[Collected data entries]
+---+

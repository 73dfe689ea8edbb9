//! The pipeline controller: one document in, one [`PipelineRun`] out.
//!
//! The controller owns the sequencing and nothing else. Every transition goes
//! through [`PipelineRun::advance`], so the recorded history always matches
//! the state table in [`crate::state`]. Stages are never retried
//! automatically; a new upload starts a fresh run.

use crate::config::PipelineConfig;
use crate::error::PipelineError;
use crate::output::{ExtractionResult, PipelineRun, Summary};
use crate::pipeline::coordinator::{DirectOutcome, ExtractionCoordinator};
use crate::pipeline::input::Document;
use crate::pipeline::llm::{SummarizationClient, Summarize};
use crate::pipeline::ocr::{OcrEngineFactory, TesseractCli};
use crate::pipeline::orchestrator::OcrOrchestrator;
use crate::pipeline::render::{PdfiumRasterizer, Rasterizer};
use crate::pipeline::text::{PdfiumTextExtractor, TextExtractor};
use crate::progress::ProgressCallback;
use crate::session::{CancelFlag, RunTicket};
use crate::state::{RunEvent, RunState};
use std::future::Future;
use std::sync::Arc;
use std::time::Instant;
use tracing::{info, warn};

/// The external collaborators a controller drives.
#[derive(Clone)]
pub struct Backends {
    pub text: Arc<dyn TextExtractor>,
    pub rasterizer: Arc<dyn Rasterizer>,
    pub engines: Arc<dyn OcrEngineFactory>,
    pub summarizer: Arc<dyn Summarize>,
}

impl Backends {
    /// pdfium for text and rasters, tesseract for OCR, edgequake-llm for
    /// the summary.
    pub async fn production(config: &PipelineConfig) -> Result<Self, PipelineError> {
        let summarizer = SummarizationClient::from_config(config).await?;
        Ok(Self {
            text: Arc::new(PdfiumTextExtractor::new(config.password.clone())),
            rasterizer: Arc::new(PdfiumRasterizer::new(
                config.raster_width,
                config.raster_height,
                config.password.clone(),
            )),
            engines: Arc::new(TesseractCli::new(config.tesseract_binary.clone())),
            summarizer: Arc::new(summarizer),
        })
    }
}

/// Sequences extraction, OCR fallback and summarisation for one document.
///
/// Cheap to clone; share one controller across requests.
#[derive(Clone)]
pub struct PipelineController {
    coordinator: ExtractionCoordinator,
    summarizer: Arc<dyn Summarize>,
    progress: Option<ProgressCallback>,
}

impl PipelineController {
    pub fn new(backends: Backends, config: &PipelineConfig) -> Self {
        let progress = config.progress_callback.clone();
        let ocr = OcrOrchestrator::new(backends.rasterizer, backends.engines, config);
        Self {
            coordinator: ExtractionCoordinator::new(backends.text, ocr, progress.clone()),
            summarizer: backends.summarizer,
            progress,
        }
    }

    /// Process `document` end to end with a run nobody else can cancel.
    pub async fn run(&self, document: &Document) -> PipelineRun {
        self.run_with(document, &RunTicket::detached()).await
    }

    /// Process `document` end to end. The returned run is always terminal.
    ///
    /// Dropping the future before it completes cancels the run, so OCR
    /// still in progress on the blocking pool stops at the next page.
    pub async fn run_with(&self, document: &Document, ticket: &RunTicket) -> PipelineRun {
        let start = Instant::now();
        let mut run = PipelineRun::new(ticket.run_id);
        info!("Run {}: processing {:?}", ticket.run_id, document);

        let abandoned = ticket.cancel.cancel_on_drop();
        let outcome = self.drive(&mut run, document, &ticket.cancel).await;
        abandoned.disarm();

        if let Err(e) = outcome {
            warn!("Run {}: failed while {}: {}", ticket.run_id, run.state, e);
            run.fail(&e);
            self.notify_stage(run.state);
        }

        run.duration_ms = start.elapsed().as_millis() as u64;
        info!(
            "Run {}: {} in {}ms",
            ticket.run_id, run.state, run.duration_ms
        );
        if let Some(cb) = &self.progress {
            cb.on_run_complete(&run);
        }
        run
    }

    async fn drive(
        &self,
        run: &mut PipelineRun,
        document: &Document,
        cancel: &CancelFlag,
    ) -> Result<(), PipelineError> {
        self.advance(run, RunEvent::Upload)?;

        let direct = self.coordinator.direct(document).await;
        ensure_live(cancel)?;

        let extraction = match direct {
            DirectOutcome::Found(result) => {
                self.advance(run, RunEvent::TextFound)?;
                result
            }
            fallback => {
                let direct_error = match fallback {
                    DirectOutcome::Failed(e) => Some(e),
                    _ => None,
                };
                self.advance(run, RunEvent::TextEmpty)?;
                let result = self
                    .coordinator
                    .ocr(document, run.id, cancel, direct_error)
                    .await?;
                self.advance(run, RunEvent::OcrFinished)?;
                result
            }
        };

        run.extraction = Some(extraction.clone());
        ensure_live(cancel)?;

        if extraction.is_empty() {
            return Err(PipelineError::UnreadableDocument);
        }

        let summary = until_cancelled(cancel, self.summarizer.summarize(&extraction.text)).await?;
        run.summary = Some(summary);
        self.advance(run, RunEvent::SummaryReady)?;
        Ok(())
    }

    /// OCR only, bypassing the text layer.
    pub async fn ocr_only(
        &self,
        document: &Document,
        ticket: &RunTicket,
    ) -> Result<ExtractionResult, PipelineError> {
        let abandoned = ticket.cancel.cancel_on_drop();
        let result = self
            .coordinator
            .ocr(document, ticket.run_id, &ticket.cancel, None)
            .await;
        abandoned.disarm();
        result
    }

    /// Summarise already extracted text.
    pub async fn summarize_text(
        &self,
        text: &str,
        ticket: &RunTicket,
    ) -> Result<Summary, PipelineError> {
        let abandoned = ticket.cancel.cancel_on_drop();
        let result = until_cancelled(&ticket.cancel, self.summarizer.summarize(text)).await;
        abandoned.disarm();
        result
    }

    fn advance(&self, run: &mut PipelineRun, event: RunEvent) -> Result<(), PipelineError> {
        let state = run.advance(event)?;
        self.notify_stage(state);
        Ok(())
    }

    fn notify_stage(&self, state: RunState) {
        if let Some(cb) = &self.progress {
            cb.on_stage(state);
        }
    }
}

fn ensure_live(cancel: &CancelFlag) -> Result<(), PipelineError> {
    if cancel.is_cancelled() {
        Err(PipelineError::Cancelled)
    } else {
        Ok(())
    }
}

async fn until_cancelled<T>(
    cancel: &CancelFlag,
    work: impl Future<Output = Result<T, PipelineError>>,
) -> Result<T, PipelineError> {
    tokio::select! {
        biased;
        _ = cancel.cancelled() => Err(PipelineError::Cancelled),
        result = work => result,
    }
}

+---+

**ACTIVITY:** Each record shown above must be reproduced exactly.

**RESULT FOR THIS TASK:**
repository 73dfe689ea8edbb9
//! The pipeline controller: one document in, one [`PipelineRun`] out.
//!
//! The controller owns the sequencing and nothing else. Every transition goes
//! through [`PipelineRun::advance`], so the recorded history always matches
//! the state table in [`crate::state`]. Stages are never retried
//! automatically; a new upload starts a fresh run.

use crate::config::PipelineConfig;
use crate::error::PipelineError;
use crate::output::{ExtractionResult, PipelineRun, Summary};
use crate::pipeline::coordinator::{DirectOutcome, ExtractionCoordinator};
use crate::pipeline::input::Document;
use crate::pipeline::llm::{SummarizationClient, Summarize};
use crate::pipeline::ocr::{OcrEngineFactory, TesseractCli};
use crate::pipeline::orchestrator::OcrOrchestrator;
use crate::pipeline::render::{PdfiumRasterizer, Rasterizer};
use crate::pipeline::text::{PdfiumTextExtractor, TextExtractor};
use crate::progress::ProgressCallback;
use crate::session::{CancelFlag, RunTicket};
use crate::state::{RunEvent, RunState};
use std::future::Future;
use std::sync::Arc;
use std::time::Instant;
use tracing::{info, warn};

/// The external collaborators a controller drives.
#[derive(Clone)]
pub struct Backends {
    pub text: Arc<dyn TextExtractor>,
    pub rasterizer: Arc<dyn Rasterizer>,
    pub engines: Arc<dyn OcrEngineFactory>,
    pub summarizer: Arc<dyn Summarize>,
}

impl Backends {
    /// pdfium for text and rasters, tesseract for OCR, edgequake-llm for
    /// the summary.
    pub async fn production(config: &PipelineConfig) -> Result<Self, PipelineError> {
        let summarizer = SummarizationClient::from_config(config).await?;
        Ok(Self {
            text: Arc::new(PdfiumTextExtractor::new(config.password.clone())),
            rasterizer: Arc::new(PdfiumRasterizer::new(
                config.raster_width,
                config.raster_height,
                config.password.clone(),
            )),
            engines: Arc::new(TesseractCli::new(config.tesseract_binary.clone())),
            summarizer: Arc::new(summarizer),
        })
    }
}

/// Sequences extraction, OCR fallback and summarisation for one document.
///
/// Cheap to clone; share one controller across requests.
#[derive(Clone)]
pub struct PipelineController {
    coordinator: ExtractionCoordinator,
    summarizer: Arc<dyn Summarize>,
    progress: Option<ProgressCallback>,
}

impl PipelineController {
    pub fn new(backends: Backends, config: &PipelineConfig) -> Self {
        let progress = config.progress_callback.clone();
        let ocr = OcrOrchestrator::new(backends.rasterizer, backends.engines, config);
        Self {
            coordinator: ExtractionCoordinator::new(backends.text, ocr, progress.clone()),
            summarizer: backends.summarizer,
            progress,
        }
    }

    /// Process `document` end to end with a run nobody else can cancel.
    pub async fn run(&self, document: &Document) -> PipelineRun {
        self.run_with(document, &RunTicket::detached()).await
    }

    /// Process `document` end to end. The returned run is always terminal.
    ///
    /// Dropping the future before it completes cancels the run, so OCR
    /// still in progress on the blocking pool stops at the next page.
    pub async fn run_with(&self, document: &Document, ticket: &RunTicket) -> PipelineRun {
        let start = Instant::now();
        let mut run = PipelineRun::new(ticket.run_id);
        info!("Run {}: processing {:?}", ticket.run_id, document);

        let abandoned = ticket.cancel.cancel_on_drop();
        let outcome = self.drive(&mut run, document, &ticket.cancel).await;
        abandoned.disarm();

        if let Err(e) = outcome {
            warn!("Run {}: failed while {}: {}", ticket.run_id, run.state, e);
            run.fail(&e);
            self.notify_stage(run.state);
        }

        run.duration_ms = start.elapsed().as_millis() as u64;
        info!(
            "Run {}: {} in {}ms",
            ticket.run_id, run.state, run.duration_ms
        );
        if let Some(cb) = &self.progress {
            cb.on_run_complete(&run);
        }
        run
    }

    async fn drive(
        &self,
        run: &mut PipelineRun,
        document: &Document,
        cancel: &CancelFlag,
    ) -> Result<(), PipelineError> {
        self.advance(run, RunEvent::Upload)?;

        let direct = self.coordinator.direct(document).await;
        ensure_live(cancel)?;

        let extraction = match direct {
            DirectOutcome::Found(result) => {
                self.advance(run, RunEvent::TextFound)?;
                result
            }
            fallback => {
                let direct_error = match fallback {
                    DirectOutcome::Failed(e) => Some(e),
                    _ => None,
                };
                self.advance(run, RunEvent::TextEmpty)?;
                let result = self
                    .coordinator
                    .ocr(document, run.id, cancel, direct_error)
                    .await?;
                self.advance(run, RunEvent::OcrFinished)?;
                result
            }
        };

        run.extraction = Some(extraction.clone());
        ensure_live(cancel)?;

        if extraction.is_empty() {
            return Err(PipelineError::UnreadableDocument);
        }

        let summary = until_cancelled(cancel, self.summarizer.summarize(&extraction.text)).await?;
        run.summary = Some(summary);
        self.advance(run, RunEvent::SummaryReady)?;
        Ok(())
    }

    /// OCR only, bypassing the text layer.
    pub async fn ocr_only(
        &self,
        document: &Document,
        ticket: &RunTicket,
    ) -> Result<ExtractionResult, PipelineError> {
        let abandoned = ticket.cancel.cancel_on_drop();
        let result = self
            .coordinator
            .ocr(document, ticket.run_id, &ticket.cancel, None)
            .await;
        abandoned.disarm();
        result
    }

    /// Summarise already extracted text.
    pub async fn summarize_text(
        &self,
        text: &str,
        ticket: &RunTicket,
    ) -> Result<Summary, PipelineError> {
        let abandoned = ticket.cancel.cancel_on_drop();
        let result = until_cancelled(&ticket.cancel, self.summarizer.summarize(text)).await;
        abandoned.disarm();
        result
    }

    fn advance(&self, run: &mut PipelineRun, event: RunEvent) -> Result<(), PipelineError> {
        let state = run.advance(event)?;
        self.notify_stage(state);
        Ok(())
    }

    fn notify_stage(&self, state: RunState) {
        if let Some(cb) = &self.progress {
            cb.on_stage(state);
        }
    }
}

fn ensure_live(cancel: &CancelFlag) -> Result<(), PipelineError> {
    if cancel.is_cancelled() {
        Err(PipelineError::Cancelled)
    } else {
        Ok(())
    }
}

async fn until_cancelled<T>(
    cancel: &CancelFlag,
    work: impl Future<Output = Result<T, PipelineError>>,
) -> Result<T, PipelineError> {
    tokio::select! {
        biased;
        _ = cancel.cancelled() => Err(PipelineError::Cancelled),
        result = work => result,
    }
}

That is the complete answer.